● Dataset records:
^^^^^^^^^^^^^^^^

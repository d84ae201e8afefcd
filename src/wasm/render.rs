use std::cell::RefCell;
use std::collections::HashMap;
use std::rc::Rc;

use js_sys::{Float32Array, Uint32Array};
use log::warn;
use wasm_bindgen::{closure::Closure, JsCast, JsValue};
use web_sys::{
    window, HtmlCanvasElement, WebGl2RenderingContext as GL, WebGlBuffer, WebGlProgram,
    WebGlShader, WebGlUniformLocation, WebGlVertexArrayObject,
};

use crate::layer::{DrawMode, Layer, LayerId};
use crate::scene::Scene;

// Bound before linking so every program agrees with the layer VAOs.
const A_POSITION: u32 = 0;
const A_COLOR: u32 = 1;

pub fn gl_mode(mode: DrawMode) -> u32 {
    match mode {
        DrawMode::LineStrip => GL::LINE_STRIP,
        DrawMode::Lines => GL::LINES,
        DrawMode::LineLoop => GL::LINE_LOOP,
        DrawMode::Triangles => GL::TRIANGLES,
        DrawMode::TriangleStrip => GL::TRIANGLE_STRIP,
        DrawMode::TriangleFan => GL::TRIANGLE_FAN,
    }
}

struct Program {
    program: WebGlProgram,
    u_time: Option<WebGlUniformLocation>,
    u_phase: Option<WebGlUniformLocation>,
}

/// GPU-side copy of one layer.
struct LayerState {
    revision: u64,
    vao: WebGlVertexArrayObject,
    positions: WebGlBuffer,
    colors: WebGlBuffer,
    indices: WebGlBuffer,
    count: i32,
    indexed: bool,
    // Sources the program was built from; `None` program means they failed.
    shaders: (String, String),
    program: Option<Program>,
}

impl LayerState {
    fn new(gl: &GL) -> Result<Self, JsValue> {
        let state = Self {
            revision: 0,
            vao: gl.create_vertex_array().ok_or("failed to create vertex array")?,
            positions: gl.create_buffer().ok_or("failed to create buffer")?,
            colors: gl.create_buffer().ok_or("failed to create buffer")?,
            indices: gl.create_buffer().ok_or("failed to create buffer")?,
            count: 0,
            indexed: false,
            shaders: (String::new(), String::new()),
            program: None,
        };

        gl.bind_vertex_array(Some(&state.vao));
        gl.bind_buffer(GL::ARRAY_BUFFER, Some(&state.positions));
        gl.vertex_attrib_pointer_with_i32(A_POSITION, 2, GL::FLOAT, false, 0, 0);
        gl.enable_vertex_attrib_array(A_POSITION);
        gl.bind_buffer(GL::ARRAY_BUFFER, Some(&state.colors));
        gl.vertex_attrib_pointer_with_i32(A_COLOR, 3, GL::FLOAT, false, 0, 0);
        gl.enable_vertex_attrib_array(A_COLOR);
        gl.bind_buffer(GL::ELEMENT_ARRAY_BUFFER, Some(&state.indices));
        gl.bind_vertex_array(None);
        Ok(state)
    }

    /// Re-upload buffers if the layer changed since the last upload.
    fn sync_geometry(&mut self, gl: &GL, layer: &Layer) {
        if self.revision == layer.revision() {
            return;
        }
        // WebGL attributes are single precision.
        let positions: Vec<f32> = layer.vertices().iter().flatten().map(|&v| v as f32).collect();
        let colors: Vec<f32> = layer.colors().iter().flatten().map(|&c| c as f32).collect();

        gl.bind_vertex_array(Some(&self.vao));
        gl.bind_buffer(GL::ARRAY_BUFFER, Some(&self.positions));
        gl.buffer_data_with_array_buffer_view(
            GL::ARRAY_BUFFER,
            &Float32Array::from(positions.as_slice()),
            GL::DYNAMIC_DRAW,
        );
        gl.bind_buffer(GL::ARRAY_BUFFER, Some(&self.colors));
        gl.buffer_data_with_array_buffer_view(
            GL::ARRAY_BUFFER,
            &Float32Array::from(colors.as_slice()),
            GL::DYNAMIC_DRAW,
        );
        match layer.indices() {
            Some(indices) => {
                gl.buffer_data_with_array_buffer_view(
                    GL::ELEMENT_ARRAY_BUFFER,
                    &Uint32Array::from(indices),
                    GL::DYNAMIC_DRAW,
                );
                self.indexed = true;
            }
            None => self.indexed = false,
        }
        gl.bind_vertex_array(None);

        self.count = layer.render_vertex_count() as i32;
        self.revision = layer.revision();
    }

    fn sync_program(&mut self, gl: &GL, layer: &Layer) {
        if self.shaders.0 == layer.vertex_shader() && self.shaders.1 == layer.fragment_shader() {
            return;
        }
        if let Some(old) = self.program.take() {
            gl.delete_program(Some(&old.program));
        }
        self.shaders = (layer.vertex_shader().to_string(), layer.fragment_shader().to_string());
        match link_program(gl, &self.shaders.0, &self.shaders.1) {
            Ok(program) => {
                self.program = Some(Program {
                    u_time: gl.get_uniform_location(&program, "u_time"),
                    u_phase: gl.get_uniform_location(&program, "u_phase"),
                    program,
                });
            }
            // Kept as `None` until the sources change, so this logs once.
            Err(log) => warn!("layer {}: shader build failed: {log}", layer.id()),
        }
    }

    fn delete(&self, gl: &GL) {
        gl.delete_vertex_array(Some(&self.vao));
        gl.delete_buffer(Some(&self.positions));
        gl.delete_buffer(Some(&self.colors));
        gl.delete_buffer(Some(&self.indices));
        if let Some(program) = &self.program {
            gl.delete_program(Some(&program.program));
        }
    }
}

pub struct Renderer {
    gl: GL,
    layers: HashMap<LayerId, LayerState>,
}

impl Renderer {
    pub fn new(gl: GL) -> Self {
        Self {
            gl,
            layers: HashMap::new(),
        }
    }

    /// Draw every visible layer in scene order. `time` is in seconds.
    pub fn draw(&mut self, scene: &Scene, time: f64, width: i32, height: i32) -> Result<(), JsValue> {
        let gl = &self.gl;
        gl.viewport(0, 0, width, height);
        gl.clear_color(0.08, 0.08, 0.1, 1.0);
        gl.clear(GL::COLOR_BUFFER_BIT);

        self.layers.retain(|id, state| {
            let keep = scene.layer(*id).is_some();
            if !keep {
                state.delete(gl);
            }
            keep
        });

        let cycle_time = (time % scene.period()) as f32;
        let phase = scene.phase(time) as f32;

        for layer in scene.layers() {
            if !layer.is_visible() || layer.render_vertex_count() == 0 {
                continue;
            }
            let state = match self.layers.entry(layer.id()) {
                std::collections::hash_map::Entry::Occupied(e) => e.into_mut(),
                std::collections::hash_map::Entry::Vacant(e) => e.insert(LayerState::new(gl)?),
            };
            state.sync_geometry(gl, layer);
            state.sync_program(gl, layer);
            let Some(program) = &state.program else {
                continue;
            };

            gl.use_program(Some(&program.program));
            gl.uniform1f(program.u_time.as_ref(), cycle_time);
            gl.uniform1f(program.u_phase.as_ref(), phase);
            gl.line_width(layer.line_width());
            gl.bind_vertex_array(Some(&state.vao));
            let mode = gl_mode(layer.draw_mode());
            if state.indexed {
                gl.draw_elements_with_i32(mode, state.count, GL::UNSIGNED_INT, 0);
            } else {
                gl.draw_arrays(mode, 0, state.count);
            }
        }
        gl.bind_vertex_array(None);
        Ok(())
    }
}

fn compile_shader(gl: &GL, kind: u32, source: &str) -> Result<WebGlShader, String> {
    let shader = gl.create_shader(kind).ok_or("unable to create shader")?;
    gl.shader_source(&shader, source);
    gl.compile_shader(&shader);
    if gl
        .get_shader_parameter(&shader, GL::COMPILE_STATUS)
        .as_bool()
        .unwrap_or(false)
    {
        Ok(shader)
    } else {
        let log = gl.get_shader_info_log(&shader).unwrap_or_default();
        gl.delete_shader(Some(&shader));
        Err(log)
    }
}

fn link_program(gl: &GL, vertex: &str, fragment: &str) -> Result<WebGlProgram, String> {
    let vs = compile_shader(gl, GL::VERTEX_SHADER, vertex)?;
    let fs = match compile_shader(gl, GL::FRAGMENT_SHADER, fragment) {
        Ok(fs) => fs,
        Err(log) => {
            gl.delete_shader(Some(&vs));
            return Err(log);
        }
    };
    let program = gl.create_program().ok_or("unable to create program")?;
    gl.attach_shader(&program, &vs);
    gl.attach_shader(&program, &fs);
    gl.bind_attrib_location(&program, A_POSITION, "a_position");
    gl.bind_attrib_location(&program, A_COLOR, "a_color");
    gl.link_program(&program);
    // The program keeps its own reference to attached shaders.
    gl.delete_shader(Some(&vs));
    gl.delete_shader(Some(&fs));

    if gl
        .get_program_parameter(&program, GL::LINK_STATUS)
        .as_bool()
        .unwrap_or(false)
    {
        Ok(program)
    } else {
        let log = gl.get_program_info_log(&program).unwrap_or_default();
        gl.delete_program(Some(&program));
        Err(log)
    }
}

/// Size the canvas backing store to its laid-out size.
fn fit_canvas(canvas: &HtmlCanvasElement) {
    let w = canvas.client_width().max(1) as u32;
    let h = canvas.client_height().max(1) as u32;
    if canvas.width() != w || canvas.height() != h {
        canvas.set_width(w);
        canvas.set_height(h);
    }
}

fn request_frame(f: &Closure<dyn FnMut(f64)>) -> Result<i32, JsValue> {
    window()
        .ok_or("no window")?
        .request_animation_frame(f.as_ref().unchecked_ref())
}

/// Start the render loop: redraw `scene` into `canvas` every animation frame.
pub fn start(canvas: HtmlCanvasElement, scene: Rc<RefCell<Scene>>) -> Result<(), JsValue> {
    let gl: GL = canvas
        .get_context("webgl2")?
        .ok_or("WebGL2 not supported")?
        .dyn_into()?;

    // Resize canvas to fit its layout box
    fit_canvas(&canvas);
    let resize_closure = {
        let canvas = canvas.clone();
        Closure::wrap(Box::new(move || fit_canvas(&canvas)) as Box<dyn FnMut()>)
    };
    window()
        .ok_or("no window")?
        .add_event_listener_with_callback("resize", resize_closure.as_ref().unchecked_ref())?;
    resize_closure.forget();

    // Animation loop
    // `f` holds the animation-frame closure so that we can keep calling
    // `request_animation_frame` recursively. Storing it inside an `Option`
    // allows us to create the `Closure` first and then obtain a reference to
    // it from within itself.
    let f: Rc<RefCell<Option<Closure<dyn FnMut(f64)>>>> = Rc::new(RefCell::new(None));
    let g = f.clone();
    let mut renderer = Renderer::new(gl);
    *g.borrow_mut() = Some(Closure::wrap(Box::new(move |now_ms: f64| {
        let (w, h) = (canvas.width() as i32, canvas.height() as i32);
        if let Err(e) = renderer.draw(&scene.borrow(), now_ms / 1000.0, w, h) {
            warn!("frame failed: {e:?}");
        }

        // schedule next
        if let Some(next) = f.borrow().as_ref() {
            if let Err(e) = request_frame(next) {
                warn!("cannot schedule frame: {e:?}");
            }
        }
    }) as Box<dyn FnMut(f64)>));

    if let Some(first) = g.borrow().as_ref() {
        request_frame(first)?;
    }

    Ok(())
}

^^^^^^^^^^^^^^^^

● Task goal:
Up to and including the line with "to create vertex", write out the records above exactly, starting from their first line.

● Result of the exercise:
repository d84ae201e8afefcd
filename src/wasm/render.rs
use std::cell::RefCell;
use std::collections::HashMap;
use std::rc::Rc;

use js_sys::{Float32Array, Uint32Array};
use log::warn;
use wasm_bindgen::{closure::Closure, JsCast, JsValue};
use web_sys::{
    window, HtmlCanvasElement, WebGl2RenderingContext as GL, WebGlBuffer, WebGlProgram,
    WebGlShader, WebGlUniformLocation, WebGlVertexArrayObject,
};

use crate::layer::{DrawMode, Layer, LayerId};
use crate::scene::Scene;

// Bound before linking so every program agrees with the layer VAOs.
const A_POSITION: u32 = 0;
const A_COLOR: u32 = 1;

pub fn gl_mode(mode: DrawMode) -> u32 {
    match mode {
        DrawMode::LineStrip => GL::LINE_STRIP,
        DrawMode::Lines => GL::LINES,
        DrawMode::LineLoop => GL::LINE_LOOP,
        DrawMode::Triangles => GL::TRIANGLES,
        DrawMode::TriangleStrip => GL::TRIANGLE_STRIP,
        DrawMode::TriangleFan => GL::TRIANGLE_FAN,
    }
}

struct Program {
    program: WebGlProgram,
    u_time: Option<WebGlUniformLocation>,
    u_phase: Option<WebGlUniformLocation>,
}

/// GPU-side copy of one layer.
struct LayerState {
    revision: u64,
    vao: WebGlVertexArrayObject,
    positions: WebGlBuffer,
    colors: WebGlBuffer,
    indices: WebGlBuffer,
    count: i32,
    indexed: bool,
    // Sources the program was built from; `None` program means they failed.
    shaders: (String, String),
    program: Option<Program>,
}

impl LayerState {
    fn new(gl: &GL) -> Result<Self, JsValue> {
        let state = Self {
            revision: 0,
            vao: gl.create_vertex_array().ok_or("failed to create vertex array")?,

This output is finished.